Dercetius carregados com um Death Metal Melódico

    Uma sonoridade que em apenas alguns segundos nos remetem para Hypocrisy ou Dark Tranquility. Tinham a hercúlea tarefa de tocar às 16h em pleno Alentejo em Open Air, ou seja, demasiado calor e sol para os festivaleiros saírem da sombra, no entanto isso não abrandou os Dercetius, que transmitiram uma excelente energia com uma incrível presença em palco, o vocalista e guitarrista Ricardo Pato traz-nos recordações de Chuck Schuldiner.

    Verifica-se uma forte sinergia entre os 4 membros, deixando soar por Alvalade uma amálgama sonora entre o baixo e as 2 guitarras, mantendo sempre uma bateria forte a marcar o passo para todos. A banda foi muito bem recebida por Alvalade, e para os adeptos do Death Metal Melódico fica aqui uma banda a ter em atenção - lançaram o álbum Whitered este ano.

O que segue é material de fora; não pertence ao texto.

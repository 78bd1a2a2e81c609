//! Bar and Series: the fundamental market data units.

use chrono::NaiveDate;
use serde::{Deserialize, Serialize};
use thiserror::Error;

/// Daily OHLCV bar for a single symbol.
///
/// Price fields are `None` when the provider omitted them. Indicators that
/// depend on a missing price at a given position produce no value there; they
/// never substitute a stale or default price.
#[derive(Debug, Clone, PartialEq, Serialize, Deserialize)]
pub struct Bar {
    pub date: NaiveDate,
    pub open: Option<f64>,
    pub high: Option<f64>,
    pub low: Option<f64>,
    pub close: Option<f64>,
    pub volume: u64,
}

impl Bar {
    /// Bar with every price present.
    pub fn new(date: NaiveDate, open: f64, high: f64, low: f64, close: f64, volume: u64) -> Self {
        Self {
            date,
            open: Some(open),
            high: Some(high),
            low: Some(low),
            close: Some(close),
            volume,
        }
    }
}

#[derive(Debug, Error, PartialEq, Eq)]
pub enum BarError {
    #[error("bars out of order at index {index}: {prev} is not before {next}")]
    OutOfOrder {
        index: usize,
        prev: NaiveDate,
        next: NaiveDate,
    },
}

/// Ordered bar history for one ticker.
///
/// Dates are strictly ascending and unique. The indicator engine relies on
/// this ordering: the KD fold and every EMA are left folds over the series.
#[derive(Debug, Clone, PartialEq, Serialize, Deserialize)]
pub struct Series {
    pub symbol: String,
    bars: Vec<Bar>,
}

impl Series {
    /// Build a series from bars that must already be strictly ascending by date.
    pub fn new(symbol: impl Into<String>, bars: Vec<Bar>) -> Result<Self, BarError> {
        if let Some(index) = bars.windows(2).position(|w| w[0].date >= w[1].date) {
            return Err(BarError::OutOfOrder {
                index: index + 1,
                prev: bars[index].date,
                next: bars[index + 1].date,
            });
        }
        Ok(Self {
            symbol: symbol.into(),
            bars,
        })
    }

    /// Canonicalize provider output: stable sort by date, keep the first bar of
    /// a duplicated date.
    pub fn canonicalize(symbol: impl Into<String>, mut bars: Vec<Bar>) -> Self {
        bars.sort_by_key(|b| b.date);
        bars.dedup_by_key(|b| b.date);
        Self {
            symbol: symbol.into(),
            bars,
        }
    }

    pub fn bars(&self) -> &[Bar] {
        &self.bars
    }

    pub fn len(&self) -> usize {
        self.bars.len()
    }

    pub fn is_empty(&self) -> bool {
        self.bars.is_empty()
    }

    pub fn last(&self) -> Option<&Bar> {
        self.bars.last()
    }
}

#[cfg(test)]
mod tests {
    use super::*;

    fn day(d: u32) -> NaiveDate {
        NaiveDate::from_ymd_opt(2024, 1, d).unwrap()
    }

    fn sample_bar() -> Bar {
        Bar::new(day(2), 100.0, 105.0, 98.0, 103.0, 50_000)
    }

    #[test]
    fn series_rejects_duplicate_dates() {
        let bars = vec![sample_bar(), sample_bar()];
        let err = Series::new("2330.TW", bars).unwrap_err();
        assert_eq!(
            err,
            BarError::OutOfOrder {
                index: 1,
                prev: day(2),
                next: day(2)
            }
        );
    }

    #[test]
    fn canonicalize_sorts_and_keeps_first_duplicate() {
        let mut dup = Bar::new(day(3), 1.0, 1.0, 1.0, 1.0, 1);
        dup.volume = 7;
        let bars = vec![
            Bar::new(day(4), 1.0, 1.0, 1.0, 4.0, 1),
            dup,
            Bar::new(day(3), 1.0, 1.0, 1.0, 3.0, 9),
            Bar::new(day(2), 1.0, 1.0, 1.0, 2.0, 1),
        ];
        let series = Series::canonicalize("NVDA", bars);
        let dates: Vec<_> = series.bars().iter().map(|b| b.date).collect();
        assert_eq!(dates, vec![day(2), day(3), day(4)]);
        assert_eq!(series.bars()[1].volume, 7);
        assert!(Series::new("NVDA", series.bars().to_vec()).is_ok());
    }

    #[test]
    fn bar_serialization_keeps_missing_prices() {
        let mut bar = sample_bar();
        bar.low = None;
        let json = serde_json::to_string(&bar).unwrap();
        let deser: Bar = serde_json::from_str(&json).unwrap();
        assert_eq!(bar, deser);
    }
}
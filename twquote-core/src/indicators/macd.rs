//! MACD family.
//!
//! DIF    = EMA(close, fast) - EMA(close, slow)
//! signal = EMA(DIF, signal span)
//! osc    = DIF - signal
//!
//! Three lines (separate Indicator instances), default spans 12 / 26 / 9.
//! Every EMA uses the span form, seeded with its first sample.

use crate::components::indicator::{column, Indicator};
use crate::domain::Bar;
use crate::indicators::ema::{ema_of_series, span_alpha};

/// Which line of the MACD family to report.
#[derive(Debug, Clone, Copy, PartialEq, Eq)]
pub enum MacdLine {
    Dif,
    Signal,
    Oscillator,
}

#[derive(Debug, Clone)]
pub struct Macd {
    fast: usize,
    slow: usize,
    signal: usize,
    line: MacdLine,
}

impl Macd {
    pub fn new(fast: usize, slow: usize, signal: usize, line: MacdLine) -> Self {
        assert!(fast >= 1 && signal >= 1, "MACD spans must be >= 1");
        assert!(fast < slow, "MACD fast span must be shorter than slow span");
        Self {
            fast,
            slow,
            signal,
            line,
        }
    }

    pub fn dif() -> Self {
        Self::new(12, 26, 9, MacdLine::Dif)
    }

    pub fn signal() -> Self {
        Self::new(12, 26, 9, MacdLine::Signal)
    }

    pub fn oscillator() -> Self {
        Self::new(12, 26, 9, MacdLine::Oscillator)
    }
}

impl Indicator for Macd {
    fn name(&self) -> &str {
        match self.line {
            MacdLine::Dif => column::DIF,
            MacdLine::Signal => column::MACD,
            MacdLine::Oscillator => column::OSC,
        }
    }

    fn compute(&self, bars: &[Bar]) -> Vec<Option<f64>> {
        let closes: Vec<Option<f64>> = bars.iter().map(|b| b.close).collect();
        let lines = macd_lines(&closes, self.fast, self.slow, self.signal);
        match self.line {
            MacdLine::Dif => lines.dif,
            MacdLine::Signal => lines.signal,
            MacdLine::Oscillator => lines.oscillator,
        }
    }
}

/// All three MACD lines for one close series.
#[derive(Debug, Clone, PartialEq)]
pub struct MacdLines {
    pub dif: Vec<Option<f64>>,
    pub signal: Vec<Option<f64>>,
    pub oscillator: Vec<Option<f64>>,
}

pub fn macd_lines(closes: &[Option<f64>], fast: usize, slow: usize, signal: usize) -> MacdLines {
    let ema_fast = ema_of_series(closes, span_alpha(fast));
    let ema_slow = ema_of_series(closes, span_alpha(slow));

    let dif: Vec<Option<f64>> = ema_fast
        .iter()
        .zip(&ema_slow)
        .map(|(f, s)| Some((*f)? - (*s)?))
        .collect();
    let signal_line = ema_of_series(&dif, span_alpha(signal));
    let oscillator = dif
        .iter()
        .zip(&signal_line)
        .map(|(d, s)| Some((*d)? - (*s)?))
        .collect();

    MacdLines {
        dif,
        signal: signal_line,
        oscillator,
    }
}
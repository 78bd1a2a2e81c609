//! Exponential Moving Average (EMA).
//!
//! Recursive, unadjusted: EMA[t] = alpha * x[t] + (1 - alpha) * EMA[t-1]
//! Seed: the first present sample.
//! A missing sample has no value and leaves the recursion state unchanged.
//! Lookback: 0.

use crate::components::indicator::Indicator;
use crate::domain::Bar;

/// Smoothing factor for a span: `2 / (span + 1)`.
pub fn span_alpha(span: usize) -> f64 {
    2.0 / (span as f64 + 1.0)
}

/// Smoothing factor for a centre of mass: `1 / (com + 1)`.
pub fn com_alpha(com: usize) -> f64 {
    1.0 / (com as f64 + 1.0)
}

#[derive(Debug, Clone)]
pub struct Ema {
    span: usize,
    name: String,
}

impl Ema {
    pub fn new(span: usize) -> Self {
        assert!(span >= 1, "EMA span must be >= 1");
        Self {
            span,
            name: format!("ema{span}"),
        }
    }
}

impl Indicator for Ema {
    fn name(&self) -> &str {
        &self.name
    }

    fn compute(&self, bars: &[Bar]) -> Vec<Option<f64>> {
        let closes: Vec<Option<f64>> = bars.iter().map(|b| b.close).collect();
        ema_of_series(&closes, span_alpha(self.span))
    }
}

/// Compute EMA values from a pre-extracted optional series.
/// Used by composed indicators (MACD, RSI) that need the EMA of derived columns.
pub fn ema_of_series(values: &[Option<f64>], alpha: f64) -> Vec<Option<f64>> {
    values
        .iter()
        .scan(None::<f64>, |state, &x| {
            let out = x.map(|x| {
                let next = match *state {
                    Some(prev) => alpha * x + (1.0 - alpha) * prev,
                    None => x,
                };
                *state = Some(next);
                next
            });
            Some(out)
        })
        .collect()
}
//! Assemble snapshot records from annotated series.

use super::industry::{self, classify};
use super::record::{HistoryRow, StockRecord};
use crate::components::IndicatorSet;
use crate::data::InstitutionalFlow;
use crate::domain::{Bar, Currency, Market, Ticker};
use crate::engine::AnnotatedSeries;
use crate::indicators::numeric::finite;
use chrono::NaiveDate;

/// Bars kept per record.
pub const DEFAULT_HISTORY_LEN: usize = 30;

/// Message of a record whose ticker returned no bars.
pub const NO_DATA_MSG: &str = "查無資料 (Yahoo Finance)";
/// Message of a record whose pipeline failed for any other reason.
pub const FAILURE_MSG: &str = "系統異常";

/// Optional per-ticker lookups; `None` is serialized as null.
#[derive(Debug, Clone, Copy, Default, PartialEq)]
pub struct RecordExtras {
    pub flow: Option<InstitutionalFlow>,
    pub earnings: Option<NaiveDate>,
}

/// Builds records with a fixed trailing history window.
#[derive(Debug, Clone, Copy)]
pub struct RecordBuilder {
    history_len: usize,
}

impl Default for RecordBuilder {
    fn default() -> Self {
        Self::new(DEFAULT_HISTORY_LEN)
    }
}

impl RecordBuilder {
    pub fn new(history_len: usize) -> Self {
        Self { history_len }
    }

    pub fn history_len(&self) -> usize {
        self.history_len
    }

    /// Record for a ticker that produced bars.
    ///
    /// `annotated.series.symbol` is the provider symbol the bars came from; it
    /// decides market and currency.
    pub fn build(&self, ticker: &Ticker, annotated: &AnnotatedSeries, extras: RecordExtras) -> StockRecord {
        let market = Market::of_symbol(&annotated.series.symbol);
        let (change, pct_change) = day_change(annotated.series.bars());
        let history = annotated
            .rows()
            .rev()
            .take(self.history_len)
            .map(|(bar, set)| history_row(bar, &set))
            .collect();

        StockRecord {
            id: ticker.clean_code().to_string(),
            code: ticker.clean_code().to_string(),
            name: ticker.raw().to_string(),
            industry: classify(ticker.raw(), market).to_string(),
            currency: Currency::from(market),
            change,
            pct_change,
            earnings_date: extras.earnings,
            foreign_net: extras.flow.map(|f| f.foreign_net),
            trust_net: extras.flow.map(|f| f.trust_net),
            error: false,
            error_msg: None,
            history,
        }
    }
}

/// Record for a ticker none of whose candidate symbols returned bars.
pub fn no_data_record(ticker: &Ticker) -> StockRecord {
    let market = ticker
        .candidates()
        .first()
        .map_or(Market::International, |s| Market::of_symbol(s));
    StockRecord {
        id: ticker.clean_code().to_string(),
        code: ticker.clean_code().to_string(),
        name: ticker.raw().to_string(),
        industry: classify(ticker.raw(), market).to_string(),
        currency: Currency::from(market),
        ..empty_error(NO_DATA_MSG)
    }
}

/// Record for a ticker whose pipeline failed, identified only by the raw entry.
pub fn failure_record(raw: &str) -> StockRecord {
    let market = Ticker::parse(raw)
        .candidates()
        .first()
        .map_or(Market::International, |s| Market::of_symbol(s));
    StockRecord {
        id: raw.to_string(),
        code: raw.to_string(),
        name: raw.to_string(),
        industry: industry::FAILED.to_string(),
        currency: Currency::from(market),
        ..empty_error(FAILURE_MSG)
    }
}

fn empty_error(msg: &str) -> StockRecord {
    StockRecord {
        id: String::new(),
        code: String::new(),
        name: String::new(),
        industry: String::new(),
        currency: Currency::Usd,
        change: None,
        pct_change: None,
        earnings_date: None,
        foreign_net: None,
        trust_net: None,
        error: true,
        error_msg: Some(msg.to_string()),
        history: Vec::new(),
    }
}

/// Round to `places` decimals, exact halves to even.
pub fn round_to(v: f64, places: i32) -> f64 {
    let scale = 10f64.powi(places);
    (v * scale).round_ties_even() / scale
}

fn round2(v: Option<f64>) -> Option<f64> {
    v.map(|v| round_to(v, 2))
}

/// Last close minus previous close, and the same as a percentage.
///
/// A single bar has zero change. A missing close on either side is unknown.
fn day_change(bars: &[Bar]) -> (Option<f64>, Option<f64>) {
    match bars {
        [] => (None, None),
        [_] => (Some(0.0), Some(0.0)),
        [.., prev, last] => match (prev.close, last.close) {
            (Some(prev), Some(last)) => {
                let change = last - prev;
                let pct = finite(change / prev * 100.0);
                (Some(round_to(change, 2)), round2(pct))
            }
            _ => (None, None),
        },
    }
}

fn history_row(bar: &Bar, set: &IndicatorSet) -> HistoryRow {
    HistoryRow {
        date: bar.date,
        open: round2(bar.open),
        high: round2(bar.high),
        low: round2(bar.low),
        close: round2(bar.close),
        volume: bar.volume,
        ma5: round2(set.ma5),
        ma20: round2(set.ma20),
        ma60: round2(set.ma60),
        k: round_to(set.k, 1),
        d: round_to(set.d, 1),
        dif: round2(set.dif),
        macd: round2(set.macd_signal),
        osc: round2(set.oscillator),
        rsi6: round2(set.rsi6),
        rsi14: round2(set.rsi14),
    }
}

    Com um nome retirado da mitologia lusitana, o deus da montanha, quem sabe se não se tornarão nuns gigantes do género musical.

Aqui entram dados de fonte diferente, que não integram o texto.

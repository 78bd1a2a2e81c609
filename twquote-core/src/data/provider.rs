//! Data provider traits and structured error types.
//!
//! The DataProvider trait abstracts over price sources (Yahoo Finance, CSV
//! import, synthetic) so we can swap implementations and mock for tests.
//! The earnings lookup is a separate, best-effort trait.

use crate::domain::Bar;
use chrono::NaiveDate;
use serde::{Deserialize, Serialize};
use std::fmt;
use std::str::FromStr;
use thiserror::Error;

/// Structured error types for data operations.
///
/// These are designed to be displayable in log lines and per-ticker records.
#[derive(Debug, Error)]
pub enum DataError {
    #[error("network unreachable: {0}")]
    NetworkUnreachable(String),

    #[error("rate limited by provider (retry after {retry_after_secs}s)")]
    RateLimited { retry_after_secs: u64 },

    #[error("response format changed: {0}")]
    ResponseFormatChanged(String),

    #[error("authentication required: {0}")]
    AuthenticationRequired(String),

    #[error("symbol not found: {symbol}")]
    SymbolNotFound { symbol: String },

    #[error("hard stop: data provider has blocked requests (circuit breaker tripped)")]
    CircuitBreakerTripped,

    #[error("provider {provider} is unavailable")]
    ProviderUnavailable { provider: String },

    #[error("validation error: {0}")]
    ValidationError(String),

    #[error("I/O error: {0}")]
    Io(#[from] std::io::Error),

    #[error("CSV error: {0}")]
    Csv(#[from] csv::Error),

    #[error("data error: {0}")]
    Other(String),
}

impl DataError {
    /// True when the provider simply has no bars for the symbol.
    pub fn is_not_found(&self) -> bool {
        matches!(self, DataError::SymbolNotFound { .. })
    }
}

/// How much history to request.
///
/// Either a number of calendar days ending today, or a named range in the
/// provider's vocabulary (`60d`, `3mo`, `6mo`, `1y`, `ytd`, `max`).
#[derive(Debug, Clone, PartialEq, Eq, Serialize, Deserialize)]
#[serde(untagged)]
pub enum Lookback {
    Days(u32),
    Range(String),
}

impl Default for Lookback {
    fn default() -> Self {
        Lookback::Range("6mo".into())
    }
}

impl Lookback {
    /// Calendar days covered, for providers that work with date windows.
    pub fn approx_days(&self) -> u32 {
        match self {
            Lookback::Days(days) => *days,
            Lookback::Range(range) => parse_range_days(range).unwrap_or(182),
        }
    }

    /// Check a named range is one the providers understand.
    pub fn validate(&self) -> Result<(), DataError> {
        match self {
            Lookback::Days(0) => Err(DataError::ValidationError(
                "lookback must cover at least one day".into(),
            )),
            Lookback::Days(_) => Ok(()),
            Lookback::Range(range) => parse_range_days(range).map(|_| ()).ok_or_else(|| {
                DataError::ValidationError(format!(
                    "invalid lookback range '{range}' (expected e.g. 60d, 6mo, 1y, ytd, max)"
                ))
            }),
        }
    }
}

fn parse_range_days(range: &str) -> Option<u32> {
    match range {
        "ytd" => return Some(366),
        "max" => return Some(3650),
        _ => {}
    }
    let split = range.find(|c: char| !c.is_ascii_digit())?;
    let (count, unit) = range.split_at(split);
    let count: u32 = count.parse().ok().filter(|n| *n > 0)?;
    let per_unit = match unit {
        "d" => 1,
        "wk" => 7,
        "mo" => 31,
        "y" => 366,
        _ => return None,
    };
    count.checked_mul(per_unit)
}

impl FromStr for Lookback {
    type Err = DataError;

    fn from_str(s: &str) -> Result<Self, Self::Err> {
        let lookback = match s.parse::<u32>() {
            Ok(days) => Lookback::Days(days),
            Err(_) => Lookback::Range(s.to_string()),
        };
        lookback.validate()?;
        Ok(lookback)
    }
}

impl fmt::Display for Lookback {
    fn fmt(&self, f: &mut fmt::Formatter<'_>) -> fmt::Result {
        match self {
            Lookback::Days(days) => write!(f, "{days} days"),
            Lookback::Range(range) => write!(f, "{range}"),
        }
    }
}

/// Result of a successful data fetch for a single symbol.
#[derive(Debug, Clone)]
pub struct FetchResult {
    pub symbol: String,
    pub bars: Vec<Bar>,
}

/// Trait for price providers (Yahoo Finance, CSV import, etc).
///
/// Implementations handle the specifics of fetching data from a particular
/// source. A fetch that finds no bars returns `DataError::SymbolNotFound`.
pub trait DataProvider: Send + Sync {
    /// Human-readable name of this provider.
    fn name(&self) -> &str;

    /// Fetch daily OHLCV bars for a symbol, ascending by date.
    fn fetch(&self, symbol: &str, lookback: &Lookback) -> Result<FetchResult, DataError>;

    /// Check if the provider is currently available (not rate-limited, not blocked).
    fn is_available(&self) -> bool;
}

/// Best-effort lookup of the next scheduled earnings date.
pub trait EarningsProvider: Send + Sync {
    fn next_earnings(&self, symbol: &str) -> Result<Option<NaiveDate>, DataError>;
}
//! Ticker resolution: raw list entries to provider symbols, market and currency.

use serde::{Deserialize, Serialize};

/// Exchange a provider symbol belongs to, as far as the snapshot cares.
#[derive(Debug, Clone, Copy, PartialEq, Eq, Serialize, Deserialize)]
pub enum Market {
    /// TWSE listed (`.TW`).
    TwseListed,
    /// TPEx over-the-counter (`.TWO`).
    TpexOtc,
    International,
}

impl Market {
    pub fn of_symbol(symbol: &str) -> Self {
        if symbol.ends_with(".TWO") {
            Market::TpexOtc
        } else if symbol.ends_with(".TW") {
            Market::TwseListed
        } else {
            Market::International
        }
    }

    pub fn is_taiwan(self) -> bool {
        matches!(self, Market::TwseListed | Market::TpexOtc)
    }
}

/// Quote currency of the snapshot record.
#[derive(Debug, Clone, Copy, PartialEq, Eq, Serialize, Deserialize)]
#[serde(rename_all = "UPPERCASE")]
pub enum Currency {
    Twd,
    Usd,
}

impl From<Market> for Currency {
    fn from(market: Market) -> Self {
        if market.is_taiwan() {
            Currency::Twd
        } else {
            Currency::Usd
        }
    }
}

/// One entry of the ticker list, with the provider symbols to try in order.
#[derive(Debug, Clone, PartialEq, Eq)]
pub struct Ticker {
    raw: String,
    candidates: Vec<String>,
}

impl Ticker {
    /// Resolve a list entry.
    ///
    /// A bare four-digit code is a Taiwan stock: query `.TW` first, then fall
    /// back to the OTC board `.TWO`. Anything else is queried as written.
    pub fn parse(raw: &str) -> Self {
        let raw = raw.trim().to_string();
        let candidates = if raw.len() == 4 && raw.chars().all(|c| c.is_ascii_digit()) {
            vec![format!("{raw}.TW"), format!("{raw}.TWO")]
        } else {
            vec![raw.clone()]
        };
        Self { raw, candidates }
    }

    /// The entry as it appears in the ticker list.
    pub fn raw(&self) -> &str {
        &self.raw
    }

    /// Provider symbols to try, in order.
    pub fn candidates(&self) -> &[String] {
        &self.candidates
    }

    /// The code without an exchange suffix (`2330.TW` -> `2330`).
    pub fn clean_code(&self) -> &str {
        clean_code(&self.raw)
    }
}

/// Strip a `.TWO` or `.TW` suffix.
pub fn clean_code(symbol: &str) -> &str {
    symbol
        .strip_suffix(".TWO")
        .or_else(|| symbol.strip_suffix(".TW"))
        .unwrap_or(symbol)
}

Nagasaki Sunrise e a sua atitude poderosa

    Ainda durante o aquecimento é possível ver e em especial ouvir o som inconfundível de um Rickenbacker, e lembramo-nos logo do grande Lemmy Kilmister.

    A energia dos Nagasaki Sunrise é demasiado contagiante, e apesar do enorme calor que se faz sentir, a plateia não consegue parar de dançar e abanar a cabeça. A musicalidade é uma mistura de Punk com proto Thrash Metal, com o timbre do baixo a martelar de forma maravilhosa e remetendo-nos para Motorheah. É a atitude Punk e uma sonoridade que se encontra entre o Speed Metal e o Thrash Metal; vocalmente estamos no Punk mas instrumentalmente estamos na transição entre este e o Thrash Metal. Adicionando ainda, o Heavy Metal e o Hard Rock presentes nas entrelinhas. A indumentária leva-nos para os anos 70 e movimentos antiguerra do Vietname, ou não fosse a temática das músicas deste grupo de 5 maravilhosos artistas. A vibe da banda é inebriante e vai percolando por todos os que se encontram na sede do Alvaladense – transmitem uma energia positiva que já não nos larga.

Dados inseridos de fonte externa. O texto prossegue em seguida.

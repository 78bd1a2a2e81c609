//! Per-ticker pipeline and the parallel batch.
//!
//! Each ticker goes through: resolve candidates, fetch bars, canonicalize,
//! annotate, look up flow and earnings, assemble the record. A ticker never
//! fails the batch: missing data and errors (panics included) become error
//! records in the ticker's slot.

use crate::config::SnapshotConfig;
use crate::flow_cache::FlowCache;
use rayon::prelude::*;
use std::panic::{catch_unwind, AssertUnwindSafe};
use std::path::PathBuf;
use std::sync::Arc;
use std::time::{Duration, Instant};
use thiserror::Error;
use tracing::{debug, info, warn};
use twquote_core::data::{
    CircuitBreaker, CsvProvider, DataError, DataProvider, EarningsProvider, FetchResult,
    Lookback, SyntheticProvider, TwseFlowProvider, YahooProvider,
};
use twquote_core::domain::{Market, Series, Ticker};
use twquote_core::engine::IndicatorEngine;
use twquote_core::snapshot::{
    failure_record, no_data_record, RecordBuilder, RecordExtras, StockRecord, NO_DATA_MSG,
};

#[derive(Debug, Error)]
pub enum PipelineError {
    #[error("data error: {0}")]
    Data(#[from] DataError),

    #[error("failed to build worker pool: {0}")]
    ThreadPool(#[from] rayon::ThreadPoolBuildError),
}

/// Where price bars come from.
#[derive(Debug, Clone, PartialEq, Eq)]
pub enum PriceSource {
    /// Yahoo Finance over the network (with earnings and flow lookups).
    Yahoo,
    /// `<dir>/<SYMBOL>.csv` files; no network lookups.
    Csv(PathBuf),
    /// Deterministic random walks ending on the given date; no network lookups.
    Synthetic(chrono::NaiveDate),
}

/// The collaborators a run talks to.
pub struct Sources {
    pub prices: Arc<dyn DataProvider>,
    pub earnings: Option<Arc<dyn EarningsProvider>>,
    pub flows: Option<FlowCache>,
}

impl Sources {
    /// Providers for `source`, with the optional lookups enabled per `config`.
    ///
    /// Offline sources never consult earnings or flow providers.
    pub fn build(source: &PriceSource, config: &SnapshotConfig) -> Result<Self, PipelineError> {
        let sources = match source {
            PriceSource::Yahoo => {
                let breaker = Arc::new(CircuitBreaker::default_provider());
                let yahoo = Arc::new(YahooProvider::new(breaker)?);
                let flows = if config.institutional_flow {
                    Some(FlowCache::new(Arc::new(TwseFlowProvider::new()?)))
                } else {
                    None
                };
                Sources {
                    prices: yahoo.clone(),
                    earnings: config
                        .earnings
                        .then(|| yahoo as Arc<dyn EarningsProvider>),
                    flows,
                }
            }
            PriceSource::Csv(dir) => Sources::offline(Arc::new(CsvProvider::new(dir))),
            PriceSource::Synthetic(end) => Sources::offline(Arc::new(SyntheticProvider::new(*end))),
        };
        Ok(sources)
    }

    /// Prices only.
    pub fn offline(prices: Arc<dyn DataProvider>) -> Self {
        Sources {
            prices,
            earnings: None,
            flows: None,
        }
    }
}

/// Counts of a finished run.
#[derive(Debug, Clone, Copy, PartialEq, Eq, Default)]
pub struct RunSummary {
    pub total: usize,
    pub ok: usize,
    pub no_data: usize,
    pub failed: usize,
}

impl RunSummary {
    pub fn of(records: &[StockRecord]) -> Self {
        records.iter().fold(
            RunSummary {
                total: records.len(),
                ..Default::default()
            },
            |mut s, r| {
                match r.error_msg.as_deref() {
                    None => s.ok += 1,
                    Some(NO_DATA_MSG) => s.no_data += 1,
                    Some(_) => s.failed += 1,
                }
                s
            },
        )
    }
}

/// Records in ticker-list order plus run statistics.
#[derive(Debug, Clone)]
pub struct Snapshot {
    pub records: Vec<StockRecord>,
    pub summary: RunSummary,
    pub elapsed: Duration,
}

pub struct SnapshotRunner {
    sources: Sources,
    engine: IndicatorEngine,
    builder: RecordBuilder,
    lookback: Lookback,
    threads: Option<usize>,
}

impl SnapshotRunner {
    pub fn new(config: &SnapshotConfig, sources: Sources) -> Self {
        Self {
            sources,
            engine: IndicatorEngine::new(config.profile),
            builder: RecordBuilder::new(config.history_len),
            lookback: config.lookback.clone(),
            threads: config.threads,
        }
    }

    /// Process every ticker on a worker pool; output order follows `tickers`.
    pub fn run(&self, tickers: &[String]) -> Result<Snapshot, PipelineError> {
        let start = Instant::now();
        let mut pool = rayon::ThreadPoolBuilder::new();
        if let Some(n) = self.threads {
            pool = pool.num_threads(n);
        }
        let pool = pool.build()?;

        info!(
            tickers = tickers.len(),
            threads = pool.current_num_threads(),
            profile = %self.engine.profile(),
            lookback = %self.lookback,
            "snapshot run started"
        );
        let records: Vec<StockRecord> =
            pool.install(|| tickers.par_iter().map(|t| self.run_ticker(t)).collect());

        let summary = RunSummary::of(&records);
        let elapsed = start.elapsed();
        info!(
            total = summary.total,
            ok = summary.ok,
            no_data = summary.no_data,
            failed = summary.failed,
            elapsed_ms = elapsed.as_millis() as u64,
            "snapshot run finished"
        );
        Ok(Snapshot {
            records,
            summary,
            elapsed,
        })
    }

    /// One ticker, isolated: always yields a record.
    pub fn run_ticker(&self, raw: &str) -> StockRecord {
        match catch_unwind(AssertUnwindSafe(|| self.process_ticker(raw))) {
            Ok(Ok(record)) => record,
            Ok(Err(e)) => {
                warn!(ticker = raw, error = %e, "ticker failed");
                failure_record(raw)
            }
            Err(_) => {
                warn!(ticker = raw, "ticker pipeline panicked");
                failure_record(raw)
            }
        }
    }

    /// Fetch and assemble one ticker.
    ///
    /// Candidates are tried in order; a not-found answer moves on to the next
    /// one, any other error aborts the ticker. An unavailable provider (tripped
    /// breaker, missing import directory) fails the ticker without a request.
    pub fn process_ticker(&self, raw: &str) -> Result<StockRecord, PipelineError> {
        let prices = &self.sources.prices;
        if !prices.is_available() {
            return Err(DataError::ProviderUnavailable {
                provider: prices.name().to_string(),
            }
            .into());
        }
        let ticker = Ticker::parse(raw);
        for symbol in ticker.candidates() {
            match prices.fetch(symbol, &self.lookback) {
                Ok(fetched) if !fetched.bars.is_empty() => {
                    return Ok(self.assemble(&ticker, fetched));
                }
                Ok(_) => debug!(ticker = raw, symbol = %symbol, "no bars"),
                Err(e) if e.is_not_found() => debug!(ticker = raw, symbol = %symbol, "symbol not found"),
                Err(e) => return Err(e.into()),
            }
        }
        info!(ticker = raw, "no data for any candidate symbol");
        Ok(no_data_record(&ticker))
    }

    fn assemble(&self, ticker: &Ticker, fetched: FetchResult) -> StockRecord {
        let series = Series::canonicalize(fetched.symbol, fetched.bars);
        let annotated = self.engine.annotate(series);
        let symbol = annotated.series.symbol.as_str();
        let extras = RecordExtras {
            flow: self.flow_for(ticker, &annotated.series),
            earnings: self.earnings_for(symbol),
        };
        info!(
            ticker = ticker.raw(),
            symbol,
            bars = annotated.series.len(),
            gated = annotated.is_gated(),
            "processed"
        );
        self.builder.build(ticker, &annotated, extras)
    }

    /// Net flow from the TWSE table; OTC and international symbols have none.
    fn flow_for(&self, ticker: &Ticker, series: &Series) -> Option<twquote_core::data::InstitutionalFlow> {
        let flows = self.sources.flows.as_ref()?;
        if Market::of_symbol(&series.symbol) != Market::TwseListed {
            return None;
        }
        let date = series.last()?.date;
        flows.lookup(date, ticker.clean_code())
    }

    fn earnings_for(&self, symbol: &str) -> Option<chrono::NaiveDate> {
        let provider = self.sources.earnings.as_ref()?;
        provider.next_earnings(symbol).unwrap_or_else(|e| {
            debug!(symbol, error = %e, "earnings date unavailable");
            None
        })
    }
}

Murro e música preenchida por critica social

    Apresentam-se ao palco com uma sonoridade que mistura o Punk com Shoegaze, com algumas pitadas de Industrial Metal. Vocalmente estamos perante uma mistura entre Adolfo Luxúria Canibal e Rui Sidónio, mas em palco deixam bem marcada uma presença e identidade única e querem deixar bem salientado em Alvalade ao que vieram. As temáticas das suas músicas são, claramente, politicamente vincadas e fazem-nos lembrar os movimentos Punk ou bandas como Rage Against The Machine, no fundo música repleta de critica social como já não se ouvia há muito tempo.

    O vocalista Hugo Cão (Hugo Botelho) é super teatral na sua prestação em palco, e consegue transmitir a energia da música nessa forma altamente expressiva, através da expressão facial, corporal e o seu vozeirão. Acaba por se deitar no chão e/ou agacha-se e faz-nos lembrar Maynard James Keenan a cantar ao vivo a “Sober”, que molda a voz com o posicionamento do corpo.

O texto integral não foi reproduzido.